En la vida de todos los que rechazan la verdad, hay momentos en que la conciencia se despierta, en que la memoria evoca el recuerdo aterrador de una vida de hipocresía, y el alma se siente atormentada de vanos pesares. Mas ¿qué es eso comparado con el remordimiento que se experimentará aquel día “cuando viniere cual huracán vuestro espanto, y vuestra calamidad, como torbellino”? Proverbios 1:27 (VM). Los que habrían querido matar a Cristo y a su pueblo fiel son ahora testigos de la gloria que descansa sobre ellos. En medio de su terror oyen las voces de los santos que exclaman en unánime júbilo: “¡He aquí este es nuestro Dios, le hemos esperado, y nos salvará!” Isaías 25:9. 

-627- 

Entre las oscilaciones de la tierra, las llamaradas de los relámpagos y el fragor de los truenos, el Hijo de Dios llama a la vida a los santos dormidos. Dirige una mirada a las tumbas de los justos, y levantando luego las manos al cielo, exclama: “¡Despertaos, despertaos, despertaos, los que dormís en el polvo, y levantaos!” Por toda la superficie de la tierra, los muertos oirán esa voz; y los que la oigan vivirán. Y toda la tierra repercutirá bajo las pisadas de la multitud extraordinaria de todas las naciones, tribus, lenguas y pueblos. De la prisión de la muerte sale revestida de gloria inmortal gritando: “¿Dónde está, oh muerte, tu aguijón? ¿dónde, oh sepulcro, tu victoria?” 1 Corintios 15:55. Y los justos vivos unen sus voces a las de los santos resucitados en prolongada y alegre aclamación de victoria. 

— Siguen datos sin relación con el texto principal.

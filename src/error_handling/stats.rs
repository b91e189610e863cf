//! Probe statistics tracking.
//!
//! This module provides thread-safe counters for the network failures seen
//! while probing.

use std::collections::HashMap;
use std::sync::atomic::{AtomicUsize, Ordering};
use strum::IntoEnumIterator;

use super::types::ConnectionErrorKind;

/// Thread-safe network failure counters.
///
/// Every `ConnectionErrorKind` is initialized to zero on creation, so the
/// counters can be shared across concurrent site probes using `Arc`.
pub struct ProbeStats {
    errors: HashMap<ConnectionErrorKind, AtomicUsize>,
}

impl ProbeStats {
    /// Creates a tracker with every counter at zero.
    pub fn new() -> Self {
        let mut errors = HashMap::new();
        for kind in ConnectionErrorKind::iter() {
            errors.insert(kind, AtomicUsize::new(0));
        }

        ProbeStats { errors }
    }

    /// Increment an error counter.
    pub fn increment_error(&self, kind: ConnectionErrorKind) {
        if let Some(counter) = self.errors.get(&kind) {
            counter.fetch_add(1, Ordering::Relaxed);
        } else {
            log::error!(
                "Attempted to increment error counter for {:?} which is not in the map. \
                 This indicates a bug in ProbeStats initialization.",
                kind
            );
        }
    }

    /// Get the count for an error kind.
    pub fn get_error_count(&self, kind: ConnectionErrorKind) -> usize {
        self.errors
            .get(&kind)
            .map(|c| c.load(Ordering::SeqCst))
            .unwrap_or(0)
    }

    /// Sum of all error counters.
    pub fn total_errors(&self) -> usize {
        self.errors.values().map(|c| c.load(Ordering::SeqCst)).sum()
    }
}

impl Default for ProbeStats {
    fn default() -> Self {
        Self::new()
    }
}
//! Configuration types and CLI options.
//!
//! This module defines enums and structs used for command-line argument parsing
//! and configuration.

use std::path::PathBuf;

use clap::{Parser, ValueEnum};

use crate::config::constants::{
    DEFAULT_MAX_CONCURRENCY, DEFAULT_OUTPUT_PATH, DEFAULT_SETTINGS_PATH, DEFAULT_TIMEOUT_SECS,
    DEFAULT_USER_AGENT,
};

/// Logging level for the application.
///
/// Controls the verbosity of log output, from most restrictive (Error) to most
/// verbose (Trace).
#[derive(Clone, Debug, ValueEnum)]
pub enum LogLevel {
    /// Only error messages
    Error,
    /// Error and warning messages
    Warn,
    /// Error, warning, and informational messages
    Info,
    /// All messages except trace
    Debug,
    /// All messages including trace
    Trace,
}

impl From<LogLevel> for log::LevelFilter {
    fn from(l: LogLevel) -> Self {
        match l {
            LogLevel::Error => log::LevelFilter::Error,
            LogLevel::Warn => log::LevelFilter::Warn,
            LogLevel::Info => log::LevelFilter::Info,
            LogLevel::Debug => log::LevelFilter::Debug,
            LogLevel::Trace => log::LevelFilter::Trace,
        }
    }
}

/// Log output format.
///
/// Controls how log messages are formatted:
/// - `Plain`: Human-readable format with colors (default)
/// - `Json`: Structured JSON format for machine parsing
#[derive(Clone, Debug, ValueEnum)]
pub enum LogFormat {
    /// Human-readable format with colors (default)
    Plain,
    /// Structured JSON format for machine parsing
    Json,
}

/// How a network failure in one of a site's two probes is reported.
#[derive(Clone, Copy, Debug, PartialEq, Eq, ValueEnum)]
pub enum ErrorMode {
    /// A failure in either probe turns the whole row into a connection error.
    /// The HSTS probe is skipped once the redirect probe has failed.
    Coalesced,
    /// Each column keeps its own outcome.
    Independent,
}

/// Library configuration (no CLI dependencies).
///
/// This is the core configuration struct used by the library. It can be
/// constructed programmatically without any CLI dependencies.
///
/// # Examples
///
/// ```no_run
/// use hsts_probe::Config;
/// use std::path::PathBuf;
///
/// let config = Config {
///     settings_path: PathBuf::from("sites.json"),
///     max_concurrency: 4,
///     ..Default::default()
/// };
/// ```
#[derive(Debug, Clone)]
pub struct Config {
    /// JSON settings file holding the `sites` list
    pub settings_path: PathBuf,

    /// Markdown report path, `None` for console output only
    pub output_path: Option<PathBuf>,

    /// Log level
    pub log_level: LogLevel,

    /// Log format
    pub log_format: LogFormat,

    /// Maximum number of sites probed at once
    pub max_concurrency: usize,

    /// Per-request timeout in seconds
    pub timeout_seconds: u64,

    /// HTTP User-Agent header value
    pub user_agent: String,

    /// How network failures are folded into report rows
    pub error_mode: ErrorMode,

    /// Colorize the console table
    pub color: bool,
}

impl Default for Config {
    fn default() -> Self {
        Self {
            settings_path: PathBuf::from(DEFAULT_SETTINGS_PATH),
            output_path: Some(PathBuf::from(DEFAULT_OUTPUT_PATH)),
            log_level: LogLevel::Warn,
            log_format: LogFormat::Plain,
            max_concurrency: DEFAULT_MAX_CONCURRENCY,
            timeout_seconds: DEFAULT_TIMEOUT_SECS,
            user_agent: DEFAULT_USER_AGENT.to_string(),
            error_mode: ErrorMode::Coalesced,
            color: true,
        }
    }
}

/// Command-line options.
///
/// # Examples
///
/// ```bash
/// # Probe the sites listed in ./appsettings.json, write ./results.md
/// hsts_probe
///
/// # Console only, four sites at a time
/// hsts_probe --settings sites.json --no-file --max-concurrency 4
/// ```
#[derive(Debug, Parser)]
#[command(
    name = "hsts_probe",
    about = "Checks hostnames for an HTTP-to-HTTPS permanent redirect and an HSTS header."
)]
pub struct Opt {
    /// JSON settings file with a `sites` list
    #[arg(long, value_parser, default_value = DEFAULT_SETTINGS_PATH)]
    pub settings: PathBuf,

    /// Markdown report path
    #[arg(long, value_parser, default_value = DEFAULT_OUTPUT_PATH)]
    pub output: PathBuf,

    /// Print the console table only, do not write the Markdown report
    #[arg(long)]
    pub no_file: bool,

    /// Log level: error|warn|info|debug|trace
    #[arg(long, value_enum, default_value_t = LogLevel::Warn)]
    pub log_level: LogLevel,

    /// Log format: plain|json
    #[arg(long, value_enum, default_value_t = LogFormat::Plain)]
    pub log_format: LogFormat,

    /// Maximum number of sites probed at once (1 = sequential)
    #[arg(long, default_value_t = DEFAULT_MAX_CONCURRENCY, value_parser = clap::value_parser!(usize))]
    pub max_concurrency: usize,

    /// Per-request timeout in seconds
    #[arg(long, default_value_t = DEFAULT_TIMEOUT_SECS)]
    pub timeout_seconds: u64,

    /// HTTP User-Agent header value
    #[arg(long, default_value = DEFAULT_USER_AGENT)]
    pub user_agent: String,

    /// Network failure reporting: coalesced|independent
    #[arg(long, value_enum, default_value_t = ErrorMode::Coalesced)]
    pub error_mode: ErrorMode,

    /// Disable colors in the console table
    #[arg(long)]
    pub no_color: bool,
}

impl From<Opt> for Config {
    fn from(opt: Opt) -> Self {
        Self {
            settings_path: opt.settings,
            output_path: (!opt.no_file).then_some(opt.output),
            log_level: opt.log_level,
            log_format: opt.log_format,
            max_concurrency: opt.max_concurrency.max(1),
            timeout_seconds: opt.timeout_seconds,
            user_agent: opt.user_agent,
            error_mode: opt.error_mode,
            color: !opt.no_color,
        }
    }
}

#[cfg(test)]
mod tests {
    use super::*;

    #[test]
    fn test_log_level_conversion() {
        assert_eq!(
            log::LevelFilter::from(LogLevel::Error),
            log::LevelFilter::Error
        );
        assert_eq!(
            log::LevelFilter::from(LogLevel::Warn),
            log::LevelFilter::Warn
        );
        assert_eq!(
            log::LevelFilter::from(LogLevel::Info),
            log::LevelFilter::Info
        );
        assert_eq!(
            log::LevelFilter::from(LogLevel::Debug),
            log::LevelFilter::Debug
        );
        assert_eq!(
            log::LevelFilter::from(LogLevel::Trace),
            log::LevelFilter::Trace
        );
    }

    #[test]
    fn test_config_default() {
        let config = Config::default();
        assert_eq!(config.settings_path, PathBuf::from("appsettings.json"));
        assert_eq!(config.output_path, Some(PathBuf::from("results.md")));
        assert_eq!(config.max_concurrency, 1);
        assert_eq!(config.timeout_seconds, 10);
        assert_eq!(config.error_mode, ErrorMode::Coalesced);
        assert!(config.color);
    }

    #[test]
    fn test_opt_defaults_match_config_default() {
        let opt = Opt::parse_from(["hsts_probe"]);
        let config = Config::from(opt);
        let default = Config::default();
        assert_eq!(config.settings_path, default.settings_path);
        assert_eq!(config.output_path, default.output_path);
        assert_eq!(config.max_concurrency, default.max_concurrency);
        assert_eq!(config.timeout_seconds, default.timeout_seconds);
        assert_eq!(config.user_agent, default.user_agent);
        assert_eq!(config.error_mode, default.error_mode);
    }

    #[test]
    fn test_opt_no_file_drops_output() {
        let opt = Opt::parse_from(["hsts_probe", "--no-file", "--output", "out.md"]);
        assert_eq!(Config::from(opt).output_path, None);
    }

    #[test]
    fn test_opt_zero_concurrency_is_sequential() {
        let opt = Opt::parse_from(["hsts_probe", "--max-concurrency", "0"]);
        assert_eq!(Config::from(opt).max_concurrency, 1);
    }

    #[test]
    fn test_opt_independent_error_mode() {
        let opt = Opt::parse_from(["hsts_probe", "--error-mode", "independent", "--no-color"]);
        let config = Config::from(opt);
        assert_eq!(config.error_mode, ErrorMode::Independent);
        assert!(!config.color);
    }
}
//! Network error categorization.

use super::stats::ProbeStats;
use super::types::ConnectionErrorKind;

/// Categorizes a `reqwest::Error` into a `ConnectionErrorKind`.
///
/// Timeouts are checked before connect errors because a connect timeout
/// reports both.
pub fn categorize_reqwest_error(error: &reqwest::Error) -> ConnectionErrorKind {
    if error.is_timeout() {
        ConnectionErrorKind::Timeout
    } else if error.is_connect() {
        ConnectionErrorKind::Connect
    } else if error.is_builder() {
        ConnectionErrorKind::Builder
    } else if error.is_request() {
        ConnectionErrorKind::Request
    } else {
        ConnectionErrorKind::Other
    }
}

/// Records a failed request in the statistics and returns its category.
pub fn update_error_stats(stats: &ProbeStats, error: &reqwest::Error) -> ConnectionErrorKind {
    let kind = categorize_reqwest_error(error);
    stats.increment_error(kind);
    kind
}

#[cfg(test)]
mod tests {
    use super::*;
    use httptest::{matchers::*, responders::*, Expectation, Server};
    use std::net::TcpListener;
    use std::time::Duration;

    fn closed_port() -> u16 {
        let listener = TcpListener::bind("127.0.0.1:0").expect("bind ephemeral port");
        let port = listener.local_addr().expect("local addr").port();
        drop(listener);
        port
    }

    #[tokio::test]
    async fn test_connection_refused_is_connect_error() {
        let client = reqwest::Client::new();
        let err = client
            .head(format!("http://127.0.0.1:{}/", closed_port()))
            .send()
            .await
            .expect_err("nothing listens on a closed port");

        assert_eq!(categorize_reqwest_error(&err), ConnectionErrorKind::Connect);
    }

    #[tokio::test]
    async fn test_slow_response_is_timeout_error() {
        let server = Server::run();
        server.expect(
            Expectation::matching(request::method_path("HEAD", "/"))
                .times(..)
                .respond_with(delay_and_then(Duration::from_secs(2), status_code(200))),
        );
        let client = reqwest::Client::builder()
            .timeout(Duration::from_millis(200))
            .build()
            .expect("Failed to create HTTP client");

        let err = client
            .head(server.url("/").to_string())
            .send()
            .await
            .expect_err("response arrives after the timeout");

        assert_eq!(categorize_reqwest_error(&err), ConnectionErrorKind::Timeout);
    }

    #[tokio::test]
    async fn test_update_error_stats_increments_category() {
        let stats = ProbeStats::new();
        let client = reqwest::Client::new();
        let err = client
            .head(format!("http://127.0.0.1:{}/", closed_port()))
            .send()
            .await
            .expect_err("nothing listens on a closed port");

        let kind = update_error_stats(&stats, &err);
        assert_eq!(stats.get_error_count(kind), 1);
        assert_eq!(stats.total_errors(), 1);
    }
}
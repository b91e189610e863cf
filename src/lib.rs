//! hsts_probe library: HTTPS redirect and HSTS checks for a list of hostnames
//!
//! For every configured hostname the library verifies that:
//! - `http://<host>` answers with a 301 redirect to exactly `https://<host>/`
//! - `https://<host>` advertises a `Strict-Transport-Security` policy
//!
//! Results are rendered as a console table and a Markdown file.
//!
//! # Example
//!
//! ```no_run
//! use hsts_probe::{run_audit, AuditOutcome, Config};
//!
//! # #[tokio::main]
//! # async fn main() -> Result<(), Box<dyn std::error::Error>> {
//! let config = Config {
//!     settings_path: std::path::PathBuf::from("appsettings.json"),
//!     ..Default::default()
//! };
//!
//! if let AuditOutcome::Completed(report) = run_audit(config).await? {
//!     println!("{} of {} sites redirect correctly", report.valid_redirects, report.total_sites);
//! }
//! # Ok(())
//! # }
//! ```
//!
//! # Requirements
//!
//! This library requires a Tokio runtime.

#![warn(missing_docs)]

mod app;
pub mod config;
pub mod error_handling;
pub mod initialization;
pub mod probe;
pub mod report;
pub mod settings;

// Re-export public API
pub use config::{Config, ErrorMode, LogFormat, LogLevel};
pub use probe::{HstsOutcome, Prober, RedirectOutcome, SiteReport};
pub use run::{probe_sites, run_audit, AuditOutcome, AuditReport};

// Internal run module (contains the main probing loop)
mod run {
    use std::path::PathBuf;
    use std::time::Instant;

    use anyhow::{Context, Result};
    use futures::stream::{self, StreamExt};
    use log::{info, warn};

    use crate::app::{log_progress, print_error_statistics};
    use crate::config::{Config, ErrorMode};
    use crate::initialization::init_client;
    use crate::probe::{Prober, SiteReport};
    use crate::report::{ConsoleSink, MarkdownSink, ReportSink};
    use crate::settings::load_sites;

    /// Results of a completed run.
    #[derive(Debug, Clone)]
    pub struct AuditReport {
        /// One row per configured hostname, in input order
        pub sites: Vec<SiteReport>,
        /// Number of hostnames probed
        pub total_sites: usize,
        /// Rows with a valid permanent redirect to the HTTPS origin
        pub valid_redirects: usize,
        /// Rows advertising an HSTS policy
        pub hsts_present: usize,
        /// Rows with a network failure in at least one probe
        pub connection_errors: usize,
        /// Markdown report path, `None` when no file was written
        pub output_path: Option<PathBuf>,
        /// Elapsed time in seconds
        pub elapsed_seconds: f64,
    }

    /// How a run ended.
    #[derive(Debug, Clone)]
    pub enum AuditOutcome {
        /// The settings file lists no sites; nothing was probed or written.
        NoSites {
            /// Settings file that was consulted
            settings_path: PathBuf,
        },
        /// Every configured site was probed and reported.
        Completed(AuditReport),
    }

    /// Runs the audit described by `config`.
    ///
    /// Loads the site list, probes each site and streams the rows to the
    /// console and, unless disabled, to the Markdown report.
    ///
    /// # Errors
    ///
    /// This function will return an error if:
    /// - The settings file cannot be read or parsed
    /// - The HTTP client cannot be initialized
    /// - A probe target URL is malformed
    /// - A report cannot be written
    ///
    /// Unreachable sites are not errors; they appear as `Connection error` rows.
    pub async fn run_audit(config: Config) -> Result<AuditOutcome> {
        let sites = load_sites(&config.settings_path).context("Failed to load site list")?;
        if sites.is_empty() {
            warn!(
                "No sites configured in {}",
                config.settings_path.display()
            );
            return Ok(AuditOutcome::NoSites {
                settings_path: config.settings_path,
            });
        }
        info!("Total sites in settings: {}", sites.len());

        let client = init_client(&config).context("Failed to initialize HTTP client")?;
        let prober = Prober::new(client);

        let mut console = ConsoleSink::stdout(config.color);
        let mut markdown = config.output_path.as_ref().map(MarkdownSink::new);

        let mut sinks: Vec<&mut dyn ReportSink> = vec![&mut console];
        if let Some(markdown) = markdown.as_mut() {
            sinks.push(markdown);
        }

        let mut report = probe_sites(
            &prober,
            &sites,
            config.max_concurrency,
            config.error_mode,
            &mut sinks,
        )
        .await?;
        drop(sinks);
        report.output_path = markdown.map(|m| m.path().to_path_buf());

        print_error_statistics(prober.stats());
        Ok(AuditOutcome::Completed(report))
    }

    /// Probes `sites` and feeds every row to `sinks`.
    ///
    /// At most `max_concurrency` sites are in flight at once (1 probes strictly
    /// sequentially). Rows are always delivered in the order of `sites`.
    ///
    /// # Errors
    ///
    /// Returns an error if a probe target URL is malformed or a sink fails. In
    /// that case `finish` is not called, so no partial Markdown file is written.
    pub async fn probe_sites(
        prober: &Prober,
        sites: &[String],
        max_concurrency: usize,
        mode: ErrorMode,
        sinks: &mut [&mut dyn ReportSink],
    ) -> Result<AuditReport> {
        let start_time = Instant::now();

        for sink in sinks.iter_mut() {
            sink.begin().context("Failed to start report")?;
        }

        let mut rows = stream::iter(sites)
            .map(move |site| prober.probe_site(site, mode))
            .buffered(max_concurrency.max(1));

        let mut reports = Vec::with_capacity(sites.len());
        while let Some(result) = rows.next().await {
            let site_report = result.context("Invalid probe target")?;
            for sink in sinks.iter_mut() {
                sink.add_row(&site_report)
                    .context("Failed to write report row")?;
            }
            reports.push(site_report);
            log_progress(start_time, reports.len(), sites.len());
        }

        for sink in sinks.iter_mut() {
            sink.finish().context("Failed to finish report")?;
        }

        Ok(AuditReport {
            total_sites: reports.len(),
            valid_redirects: reports.iter().filter(|r| r.redirect().is_valid()).count(),
            hsts_present: reports.iter().filter(|r| r.hsts().is_present()).count(),
            connection_errors: reports.iter().filter(|r| r.has_connection_error()).count(),
            sites: reports,
            output_path: None,
            elapsed_seconds: start_time.elapsed().as_secs_f64(),
        })
    }
}
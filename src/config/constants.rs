//! Configuration constants.
//!
//! This module defines the defaults and fixed values used throughout the
//! application: timeouts, file names, report text and column widths.

use std::time::Duration;

/// Settings file read when `--settings` is not given.
pub const DEFAULT_SETTINGS_PATH: &str = "appsettings.json";
/// Markdown report written when `--output` is not given.
pub const DEFAULT_OUTPUT_PATH: &str = "results.md";

// Network operation timeouts
/// Per-request timeout in seconds (covers DNS, connect, TLS and response headers)
pub const DEFAULT_TIMEOUT_SECS: u64 = 10;
/// TCP connection timeout
/// Kept below the request timeout so unroutable hosts fail fast.
pub const TCP_CONNECT_TIMEOUT: Duration = Duration::from_secs(5);

/// Sites probed at once. One keeps the run strictly sequential.
pub const DEFAULT_MAX_CONCURRENCY: usize = 1;

/// Default User-Agent string for probe requests.
pub const DEFAULT_USER_AGENT: &str = concat!(env!("CARGO_PKG_NAME"), "/", env!("CARGO_PKG_VERSION"));

/// Response header carrying the HSTS policy.
pub const HSTS_HEADER: &str = "strict-transport-security";
/// Prefix stripped from the HSTS header value.
pub const MAX_AGE_PREFIX: &str = "max-age=";

// Report text
/// Heading of the console table and the Markdown report.
pub const REPORT_TITLE: &str = "Testing Website Protocol Headers";
/// Legend line printed under the heading.
pub const REPORT_LEGEND: &str = "Valid Status Code is \"Moved\".";
/// Status name shown for a valid permanent redirect, as named by the legend.
pub const MOVED_STATUS_NAME: &str = "Moved";
/// Hostname column header.
pub const COLUMN_URL: &str = "URL Tested";
/// Redirect column header.
pub const COLUMN_STATUS: &str = "HTTP Status Code";
/// HSTS column header.
pub const COLUMN_HSTS: &str = "HSTS Value";

// Markdown column widths (content longer than the width is not truncated)
/// Left-justified hostname column.
pub const MARKDOWN_URL_WIDTH: usize = 22;
/// Left-justified redirect column.
pub const MARKDOWN_STATUS_WIDTH: usize = 17;
/// Right-aligned HSTS column.
pub const MARKDOWN_HSTS_WIDTH: usize = 10;

// Console table
/// Minimum width of each console column. The header and every live row are
/// printed as separate tables, so they share these widths to line up.
pub const CONSOLE_COLUMN_WIDTHS: [u16; 3] = [24, 32, 10];
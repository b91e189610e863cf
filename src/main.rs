//! Main application entry point (CLI binary).
//!
//! This is a thin wrapper around the `hsts_probe` library that handles:
//! - Command-line argument parsing
//! - Logger initialization
//! - User-facing output formatting
//!
//! All core functionality is implemented in the library crate.

use anyhow::{Context, Result};
use clap::Parser;
use colored::*;
use std::process;

use hsts_probe::config::Opt;
use hsts_probe::initialization::init_logger_with;
use hsts_probe::{run_audit, AuditOutcome, Config};

#[tokio::main]
async fn main() -> Result<()> {
    let config = Config::from(Opt::parse());

    let log_level = config.log_level.clone();
    let log_format = config.log_format.clone();
    init_logger_with(log_level.into(), log_format).context("Failed to initialize logger")?;

    match run_audit(config).await {
        Ok(AuditOutcome::NoSites { settings_path }) => {
            println!(
                "{}",
                format!(
                    "Provide a list of websites in the {} file.",
                    settings_path.display()
                )
                .red()
            );
            Ok(())
        }
        Ok(AuditOutcome::Completed(report)) => {
            println!(
                "✅ Probed {} site{} ({} valid redirect{}, {} with HSTS, {} connection error{}) in {:.1}s",
                report.total_sites,
                if report.total_sites == 1 { "" } else { "s" },
                report.valid_redirects,
                if report.valid_redirects == 1 { "" } else { "s" },
                report.hsts_present,
                report.connection_errors,
                if report.connection_errors == 1 { "" } else { "s" },
                report.elapsed_seconds
            );
            if let Some(path) = report.output_path {
                println!("💾 Results written to \"{}\"", path.display());
            }
            Ok(())
        }
        Err(e) => {
            eprintln!("hsts_probe error: {:#}", e);
            process::exit(1);
        }
    }
}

Todos salen de sus tumbas de igual estatura que cuando en ellas fueran depositados. Adán, que se encuentra entre la multitud resucitada, es de soberbia altura y formas majestuosas, de porte poco inferior al del Hijo de Dios. Presenta un contraste notable con los hombres de las generaciones posteriores; en este respecto se nota la gran degeneración de la raza humana. Pero todos se levantan con la lozanía y el vigor de eterna juventud. Al principio, el hombre fue creado a la semejanza de Dios, no solo en carácter, sino también en lo que se refiere a la forma y a la fisonomía. El pecado borró e hizo desaparecer casi por completo la imagen divina; pero Cristo vino a restaurar lo que se había malogrado. Él transformará nuestros cuerpos viles y los hará semejantes a la imagen de su cuerpo glorioso. La forma mortal y corruptible, desprovista de gracia, manchada en otro tiempo por el pecado, se vuelve perfecta, hermosa e inmortal. Todas las imperfecciones y deformidades quedan en la tumba. Reintegrados en su derecho al árbol de la vida, en el desde tanto tiempo perdido Edén, los redimidos crecerán hasta alcanzar la estatura perfecta de la raza humana en su gloria primitiva. Las últimas señales de la maldición del pecado serán quitadas, y los fieles discípulos de Cristo aparecerán en “la hermosura de Jehová nuestro Dios”, reflejando en espíritu, cuerpo y alma la imagen perfecta de su Señor. ¡Oh maravillosa redención, tan descrita y tan esperada, contemplada con anticipación febril, pero jamás enteramente comprendida! 

-628- 

Los justos vivos son mudados “en un momento, en un abrir de ojo”. A la voz de Dios fueron glorificados; ahora son hechos inmortales, y juntamente con los santos resucitados son arrebatados para recibir a Cristo su Señor en los aires. Los ángeles “juntarán sus escogidos de los cuatro vientos, de un cabo del cielo hasta el otro”. Santos ángeles llevan niñitos a los brazos de sus madres. Amigos, a quienes la muerte tenía separados desde largo tiempo, se reúnen para no separarse más, y con cantos de alegría suben juntos a la ciudad de Dios. 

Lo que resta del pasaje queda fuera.